But wasn't I explaining the intro, "Wacced Out Murals"? I've digressed here. I'm going to digress further and try to sum up this record by saying it's a loosely conceptualized flurry of ignorant West Coast bangers, melodic jams, as well as heady writing exercises that remind me of the genetic makeup of Damn, Kendrick Lamar's huge, commercially successful 2017 record, which for me personally, really ranks as the weakest of his big studio album releases.
But I think GNX succeeds where Damn faltered. The bops on this thing hit hard. And not only do they hit hard, but they are just downright ridiculously visceral and in your face, and they are aggressive, they are mean. They're stupidly smart and endlessly charismatic, too. And the smoother, more low-key cuts on the record are equally addictive.
Finally, these more lyrically dense cuts on the records, while they are more compartmentalized than they might be on more narrative or grand conceptual records from Kendrick, they still involve some of the best storytelling of his career so far.
So again, "Wacced Out Murals", intro track, which is really this slow burning, cinematic start to the album. Kendrick's flows are steady, and he delivers them with this really frustrated tone of voice. It sounds like he's wrapping through clenched teeth a lot of the time. There's a real dry vocal mix on this track, too, and a lot of other cuts on this record as well. With the way this was EQed and recorded, he could have laid this thing down in his kitchen for all I know. I feel like going about it in this way, foregoing a lot of the vocal acrobatics and layers and the touch-ups that we might have heard on previous Kendrick records, makes for a more raw and wild than just like a blunt experience and listen.

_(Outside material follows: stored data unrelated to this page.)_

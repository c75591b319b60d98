//! UI module - TUI rendering components.
//!
//! - `layout.rs`: header, section grid and footer
//! - `sections.rs`: one renderer per collector
//! - `widgets/`: overlays

mod layout;
mod sections;

pub mod widgets;

pub use layout::render;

Now, I think the main angle of these bars and this album at large is pretty straightforward. It is stated in a simple line of, "Fuck a double entendre / I want you all to feel this shit." And true to his word, GNX is maybe Kendrick's most what you see is what you get project yet. Because he does not mince words as he portrays his current state. He sees a lot of jealousy being thrown his way in his position with his success as he opens this song with the story of a defaced Kendrick Lamar mural that was put up in Compton that snowballs into being disliked by many of his contemporaries. Also, Lil Wayne having words about being unhappy with being passed over for the upcoming Super Bowl halftime show performance, which Kendrick Lamar is headlining. He shouts out Nas for congratulations inflating him, also mentions Snoop Dogg for sharing that Tupac Snoop Dogg AI Drake conceptualized, "Tailor Made" diss track months back.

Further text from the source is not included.